From: Michael Paquier <michael(at)paquier(dot)xyz>
To: Noah Misch <noah(at)leadboat(dot)com>
Cc: Kyotaro Horiguchi <horikyota(dot)ntt(at)gmail(dot)com>, thomas(dot)munro(at)gmail(dot)com, exclusion(at)gmail(dot)com, pgsql-bugs(at)lists(dot)postgresql(dot)org
Subject: Re: BUG #17928: Standby fails to decode WAL on termination of primary
Date: 2023-08-10 23:22:48
Message-ID: ZNVxSMWZdNOXN9sH@paquier.xyz
Views: Raw Message | Whole Thread | Download mbox | Resend email
Thread:
Lists: pgsql-bugs

On Thu, Aug 10, 2023 at 04:45:25PM +0900, Michael Paquier wrote:
> On Sun, Jul 16, 2023 at 05:49:05PM -0700, Noah Misch wrote:
>> - Use pg_logical_emit_message to fill a few segments with 0xFF.
>> - CHECKPOINT the primary, so the standby recycles segments.
>> - One more pg_logical_emit_message, computing the length from
>> pg_current_wal_insert_lsn() such that new message crosses a segment boundary
>> and ends 4 bytes before the end of a page.
>> - Stop the primary.
>> - If the bug is present, the standby will exit.
>
> Good idea to pollute the data with recycled segments.
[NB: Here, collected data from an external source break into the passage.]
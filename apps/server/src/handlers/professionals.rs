use axum::{
    extract::{Path, State},
    Json,
};
use std::sync::Arc;

use crate::{error::AppError, models::*, AppState};

/// GET /api/professionals — staff directory, alphabetical.
pub async fn list_professionals(
    State(state): State<Arc<AppState>>,
) -> Result<Json<ApiResponse<Vec<Professional>>>, AppError> {
    let professionals = sqlx::query_as::<_, Professional>(
        "SELECT id, name, phone, specialty FROM professionals ORDER BY name ASC",
    )
    .fetch_all(&state.db)
    .await?;

    Ok(Json(ApiResponse::success(professionals)))
}

/// POST /api/professionals — register a professional.
pub async fn create_professional(
    State(state): State<Arc<AppState>>,
    Json(body): Json<ProfessionalForm>,
) -> Result<Json<ApiResponse<Professional>>, AppError> {
    let name = body.name.trim();
    if name.is_empty() {
        return Err(AppError::Validation("professional name is required".into()));
    }

    let id = sqlx::query("INSERT INTO professionals (name, phone, specialty) VALUES (?, ?, ?)")
        .bind(name)
        .bind(body.phone.as_deref().unwrap_or(""))
        .bind(body.specialty.as_deref().unwrap_or(""))
        .execute(&state.db)
        .await?
        .last_insert_rowid();

    fetch_professional(&state, id)
        .await
        .map(|p| Json(ApiResponse::success(p)))
}

/// PUT /api/professionals/:id — partial update.
pub async fn update_professional(
    State(state): State<Arc<AppState>>,
    Path(id): Path<i64>,
    Json(body): Json<ProfessionalUpdate>,
) -> Result<Json<ApiResponse<Professional>>, AppError> {
    fetch_professional(&state, id).await?;

    if let Some(name) = &body.name {
        if name.trim().is_empty() {
            return Err(AppError::Validation("professional name is required".into()));
        }
        sqlx::query("UPDATE professionals SET name = ? WHERE id = ?")
            .bind(name.trim())
            .bind(id)
            .execute(&state.db)
            .await?;
    }
    if let Some(phone) = &body.phone {
        sqlx::query("UPDATE professionals SET phone = ? WHERE id = ?")
            .bind(phone)
            .bind(id)
            .execute(&state.db)
            .await?;
    }
    if let Some(specialty) = &body.specialty {
        sqlx::query("UPDATE professionals SET specialty = ? WHERE id = ?")
            .bind(specialty)
            .bind(id)
            .execute(&state.db)
            .await?;
    }

    fetch_professional(&state, id)
        .await
        .map(|p| Json(ApiResponse::success(p)))
}

/// DELETE /api/professionals/:id — refuse while appointments reference it,
/// so the schedule is never silently orphaned.
pub async fn delete_professional(
    State(state): State<Arc<AppState>>,
    Path(id): Path<i64>,
) -> Result<Json<ApiResponse<&'static str>>, AppError> {
    let referencing: i64 =
        sqlx::query_scalar("SELECT COUNT(*) FROM appointments WHERE professional_id = ?")
            .bind(id)
            .fetch_one(&state.db)
            .await?;
    if referencing > 0 {
        return Err(AppError::Referenced {
            entity: "professional",
            count: referencing,
        });
    }

    let result = sqlx::query("DELETE FROM professionals WHERE id = ?")
        .bind(id)
        .execute(&state.db)
        .await?;
    if result.rows_affected() == 0 {
        return Err(AppError::NotFound("professional"));
    }

    Ok(Json(ApiResponse::success("professional deleted")))
}

async fn fetch_professional(state: &AppState, id: i64) -> Result<Professional, AppError> {
    sqlx::query_as::<_, Professional>(
        "SELECT id, name, phone, specialty FROM professionals WHERE id = ?",
    )
    .bind(id)
    .fetch_optional(&state.db)
    .await?
    .ok_or(AppError::NotFound("professional"))
}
Using a minimal
> WAL segment size whould help here as well in keeping a test cheap, and
> two segments should be enough. The alignment calculations and the
> header size can be known, but the standby records are an issue for the
> predictability of the test when it comes to adjust the length of the
> logical message depending on the 8k WAL page, no?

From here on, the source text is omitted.